I don't really agree. For me I put on the weight very quickly due to medication. So I went from skinny and really attractive and getting a lot of male attention to being huge and becoming as I described above - invisible. I was dressing the same and my attitude didn't change. Even now I dress really well and wear makeup everyday.

AlmostMe 04-02-2013 06:00 AM

I don't have a problem with this when it comes to dating, etc. I might not like it - but men are programmed to look out for waist-hip ratio and fitness for procreation. Women, too look out for fitness in potential mates.

What I can't stand is that invisibility factor when it comes to professional situations.

But there definitely is something as well about presenting yourself with confidence.

Candeka 04-02-2013 06:46 AM

I do not think it has anything to do with mens true colors when noticing smaller women vs bigger women. I know I notice men far more often if they are between 180-220. Any bigger/lower than that (average height being 6'0) I tend not to notice them as its only natural. It's not because I am some shallow person, its just what I am programmed to find attractive. Just like I am far more likely to notice a dark haired man compared to a blonde haired man.

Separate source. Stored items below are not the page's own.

/// URL status definitions for the crawl frontier
///
/// A URL record moves through a closed set of four states. There is no
/// permanently terminal state: completed and errored records become eligible
/// again once the recrawl window elapses.
use std::fmt;

/// Represents the current crawl status of a URL record
#[derive(Debug, Clone, Copy, PartialEq, Eq, Hash)]
pub enum UrlStatus {
    /// Known but not yet claimed by any worker
    Pending,

    /// Claimed by exactly one worker; `locked_by` and `locked_at` are set
    Processing,

    /// Last fetch and extraction succeeded
    Completed,

    /// Last attempt failed (fetch error, timeout, non-2xx, extraction failure)
    Error,
}

impl UrlStatus {
    /// Returns true while a worker owns the record
    pub fn is_locked(&self) -> bool {
        matches!(self, Self::Processing)
    }

    /// Returns true for the states that return to eligibility after the
    /// recrawl window
    pub fn is_revisitable(&self) -> bool {
        matches!(self, Self::Completed | Self::Error)
    }

    /// Converts the status to its database string representation
    pub fn to_db_string(&self) -> &'static str {
        match self {
            Self::Pending => "pending",
            Self::Processing => "processing",
            Self::Completed => "completed",
            Self::Error => "error",
        }
    }

    /// Parses a persisted status
    ///
    /// Unrecognized values (empty strings, legacy spellings, anything else)
    /// read as `Pending` so a stray value never stalls or crashes a worker.
    pub fn from_db_string(s: &str) -> Self {
        match s {
            "processing" => Self::Processing,
            "completed" => Self::Completed,
            "error" => Self::Error,
            _ => Self::Pending,
        }
    }

    /// Returns all possible statuses
    pub fn all() -> [Self; 4] {
        [Self::Pending, Self::Processing, Self::Completed, Self::Error]
    }
}

impl fmt::Display for UrlStatus {
    fn fmt(&self, f: &mut fmt::Formatter<'_>) -> fmt::Result {
        write!(f, "{}", self.to_db_string())
    }
}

When people are meeting for the first time in a dating sense, not a professional way, it is all about physical attraction. You start with the physical attraction and develop the personal attraction later. It's just how it routinely works. You don't go to the person you personally find the ugliest in the room and spend 2 hours getting to know them for the sack of their "inner beauty might be better". You naturally go towards someone you find physically attractive.

As said though, it a professional setting, its horrible to not notice anyone just because they are big/small/ugly. That type of "radar" should be turned off in a professional setting.

IanG 04-02-2013 07:24 AM

It's the same issue for fat guys and women and, yes, even in professional situations too.

chickadee2 04-02-2013 08:18 AM

I am plus size and very over weight and I dress very trendy, very fashionable, always have my hair done, wear the appropriate accessories, etc...and yes - men do treat me differently. Once upon a time men would run down a block and across the street to meet me and say hello and ask me out on a date. Men would whistle so much that it was annoying to me. So yes, men do treat me differently. Unless I'm friends with their wife - men pretty much ignore me and don't talk to me.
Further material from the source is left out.